Suréquipée - Grégoire Courtois
30/05/2017
La Blackjack, le prototype de la voiture organique par excellence, est au cœur d'une enquête éthique. Antoine son propriétaire a disparu. L'huissier indépendant Klein et le professeur Fransen vont fouiller la "mémoire" du véhicule afin de répondre à quelques questions que soulève cette affaire.
Écoutez...
C'est intriguée par le pitch que je me suis lancée dans ce roman. Intriguée mais tout de même un tantinet inquiète car je ne suis pas une fan absolue de voiture. Aussi un roman qui en met une, aussi particulière soit-elle, au cœur de l'intrigue, ça avait de quoi créer une certaine réserve malgré l'attrait.
Quid de mes craintes?
Rasées, après quelques pages seulement. Sur un roman de 160 pages, ça compte indubitablement de réussir à accrocher rapidement l'intérêt du lecteur. Et c'est ce que Grégoire Courtois parvient à faire par son amorce et le procédé narratif : des enregistrements. Chronologiques quand il s'agit des échanges entre Fransen et Klein, aléatoires lorsque la Blackjack livre ses perceptions du monde qui l'entoure et son rapport aux humains.

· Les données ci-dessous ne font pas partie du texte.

use crate::reporter::ResponseReporterExt;
use crate::Reporter;
use crate::{fetch::FetchRepoDataError, gateway::PendingOrFetched, GatewayError};
use chrono::{DateTime, TimeDelta, Utc};
use http::header::CACHE_CONTROL;
use http::HeaderValue;
use itertools::Either;
use parking_lot::Mutex;
use reqwest_middleware::ClientWithMiddleware;
use serde::{Deserialize, Serialize};
use std::ops::Add;
use std::sync::Arc;
use url::Url;

/// A simple client that makes it simple to fetch a token from the token endpoint.
pub struct TokenClient {
    client: ClientWithMiddleware,
    token_base_url: Url,
    token: Arc<Mutex<PendingOrFetched<Option<Arc<Token>>>>>,
    concurrent_request_semaphore: Arc<tokio::sync::Semaphore>,
}

impl TokenClient {
    pub fn new(
        client: ClientWithMiddleware,
        token_base_url: Url,
        concurrent_request_semaphore: Arc<tokio::sync::Semaphore>,
    ) -> Self {
        Self {
            client,
            token_base_url,
            token: Arc::new(Mutex::new(PendingOrFetched::Fetched(None))),
            concurrent_request_semaphore,
        }
    }

    /// Returns the current token or fetches a new one if the current one is expired.
    pub async fn get_token(
        &self,
        reporter: Option<&dyn Reporter>,
    ) -> Result<Arc<Token>, GatewayError> {
        let sender_or_receiver = {
            let mut token = self.token.lock();
            match &*token {
                PendingOrFetched::Fetched(Some(token)) if token.is_fresh() => {
                    // The token is still fresh.
                    return Ok(token.clone());
                }
                PendingOrFetched::Fetched(_) => {
                    let (sender, _) = tokio::sync::broadcast::channel(1);
                    let sender = Arc::new(sender);
                    *token = PendingOrFetched::Pending(Arc::downgrade(&sender));

                    Either::Left(sender)
                }
                PendingOrFetched::Pending(sender) => {
                    let sender = sender.upgrade();
                    if let Some(sender) = sender {
                        Either::Right(sender.subscribe())
                    } else {
                        let (sender, _) = tokio::sync::broadcast::channel(1);
                        let sender = Arc::new(sender);
                        *token = PendingOrFetched::Pending(Arc::downgrade(&sender));
                        Either::Left(sender)
                    }
                }
            }
        };

        let sender = match sender_or_receiver {
            Either::Left(sender) => sender,
            Either::Right(mut receiver) => {
                return match receiver.recv().await {
                    Ok(Some(token)) => Ok(token),
                    _ => {
                        // If this happens the sender was dropped.
                        Err(GatewayError::IoError(
                            "a coalesced request for a token failed".to_string(),
                            std::io::ErrorKind::Other.into(),
                        ))
                    }
                };
            }
        };

        let token_url = self
            .token_base_url
            .join("token")
            .expect("invalid token url");
        tracing::debug!("fetching token from {}", &token_url);

        // Fetch the token
        let token = {
            let _permit = self.concurrent_request_semaphore.acquire().await;
            let reporter = reporter.map(|r| (r, r.on_download_start(&token_url)));
            let response = self
                .client
                .get(token_url.clone())
                .header(CACHE_CONTROL, HeaderValue::from_static("max-age=0"))
                .send()
                .await
                .and_then(|r| r.error_for_status().map_err(Into::into))
                .map_err(GatewayError::from)?;

            let bytes = response
                .bytes_with_progress(reporter)
                .await
                .map_err(FetchRepoDataError::from)
                .map_err(GatewayError::from)?;

            if let Some((reporter, index)) = reporter {
                reporter.on_download_complete(&token_url, index);
            }

            let mut token: Token = serde_json::from_slice(&bytes).map_err(|e| {
                GatewayError::IoError("failed to parse sharded index token".to_string(), e.into())
            })?;

            // Ensure that the issued_at field is set.
            token.issued_at.get_or_insert_with(Utc::now);

            Arc::new(token)
        };

        // Reacquire the token
        let mut token_lock = self.token.lock();
        *token_lock = PendingOrFetched::Fetched(Some(token.clone()));

        // Publish the change
        let _ = sender.send(Some(token.clone()));

        Ok(token)
    }
}

/// The token endpoint response.
#[derive(Debug, Clone, Serialize, Deserialize)]
pub struct Token {
    pub token: Option<String>,
    issued_at: Option<DateTime<Utc>>,
    expires_in: Option<u64>,
    pub shard_base_url: Option<Url>,
}

impl Token {
    /// Returns true if the token is still considered to be valid.
    pub fn is_fresh(&self) -> bool {
        if let (Some(issued_at), Some(expires_in)) = (&self.issued_at, self.expires_in) {
            let now = Utc::now();
            if issued_at.add(TimeDelta::seconds(expires_in as i64)) > now {
                return false;
            }
        }
        true
    }

    /// Add the token to the headers if its available
    pub fn add_to_headers(&self, headers: &mut http::header::HeaderMap) {
        if let Some(token) = &self.token {
            headers.insert(
                http::header::AUTHORIZATION,
                HeaderValue::from_str(&format!("Bearer {token}")).unwrap(),
            );
        }
    }
}
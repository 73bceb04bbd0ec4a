#![deny(missing_docs)]

//! `rattler_repodata_gateway` is a crate that provides functionality to interact with Conda
//! repodata. It currently provides functionality to download and cache `repodata.json` files
//! through the [`fetch::fetch_repo_data`] function.
//!
//! In the future this crate will also provide more high-level functionality to query information
//! about specific packages from different sources.

pub mod fetch;
#[cfg(feature = "sparse")]
pub mod sparse;

mod utils;
//! Low-level functions to detect the Windows version on the system. See
//! [`windows_version`].

use once_cell::sync::OnceCell;
use rattler_conda_types::Version;

/// Returns the Windows version of the current platform.
///
/// Returns an error if determining the Windows version resulted in an error.
/// Returns `None` if the Windows version could not be determined. Note that
/// this does not mean the current platform is not Windows.
pub fn windows_version() -> Option<Version> {
    static DETECTED_WINDOWS_VERSION: OnceCell<Option<Version>> = OnceCell::new();
    DETECTED_WINDOWS_VERSION
        .get_or_init(detect_windows_version)
        .clone()
}

#[cfg(target_os = "windows")]
fn detect_windows_version() -> Option<Version> {
    let windows_version = winver::WindowsVersion::detect()?;
    Some(
        std::str::FromStr::from_str(&windows_version.to_string())
            .expect("WindowsVersion::to_string() should always return a valid version"),
    )
}

#[cfg(not(target_os = "windows"))]
const fn detect_windows_version() -> Option<Version> {
    None
}

#[cfg(test)]
mod test {
    #[test]
    pub fn doesnt_crash() {
        let version = super::detect_windows_version();
        println!("Windows {version:?}");
    }
}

Et c'est bien là ce qui m'a plu, les sentiments de cette voiture face à tout ce qu'elle vit, sa difficulté à appréhender certains comportements et ses réponses pré-commandées ou improvisées, sa souffrance que l'écriture de Courtois rend tellement perceptible. Alors certes, la Blackjack ne parle pas (bien qu'elle ait une panoplie de sons), mais la console Jane (sorte d'intelligence artificielle) est là pour restituer verbalement les données enregistrées. Restituer seulement?
Et ça fonctionne à merveille parce que j'y ai cru sans réserves. Et, aussi surprenant que cela puisse être, je me suis attachée à ce véhicule organique en posant sur lui un regard non plus curieux mais amical, voire inquiet par rapport à ce qui lui arrive. J'ai totalement adhéré à ce personnage allant jusqu'à m'y attacher. C'est dire s'il y a quelque chose de pervers dans la manière dont le rapport à un véhicule se voit modifié par tout ce qui l'humanise ^^
La clé de l'intrigue n'est pas totalement surprenante mais c'est une image fort bien trouvée de l'auteur pour exprimer la passion dévorante qui peut saisir l'utilisateur.
L'auteur invite le lecteur à s'interroger sur les manipulations génétiques évidemment, sur les pratiques scientifiques et commerciales aussi. Celles qui font que cette dernière notamment s'affranchit sans difficultés de certaines considérations éthiques, tant qu'elle peut faire du profit en répondant aux demandes les plus folles des consommateurs.
Il pose aussi la question du langage et de l'interprétation des données (sensibles) et de ce que l'homme peut leur faire dire ou pas...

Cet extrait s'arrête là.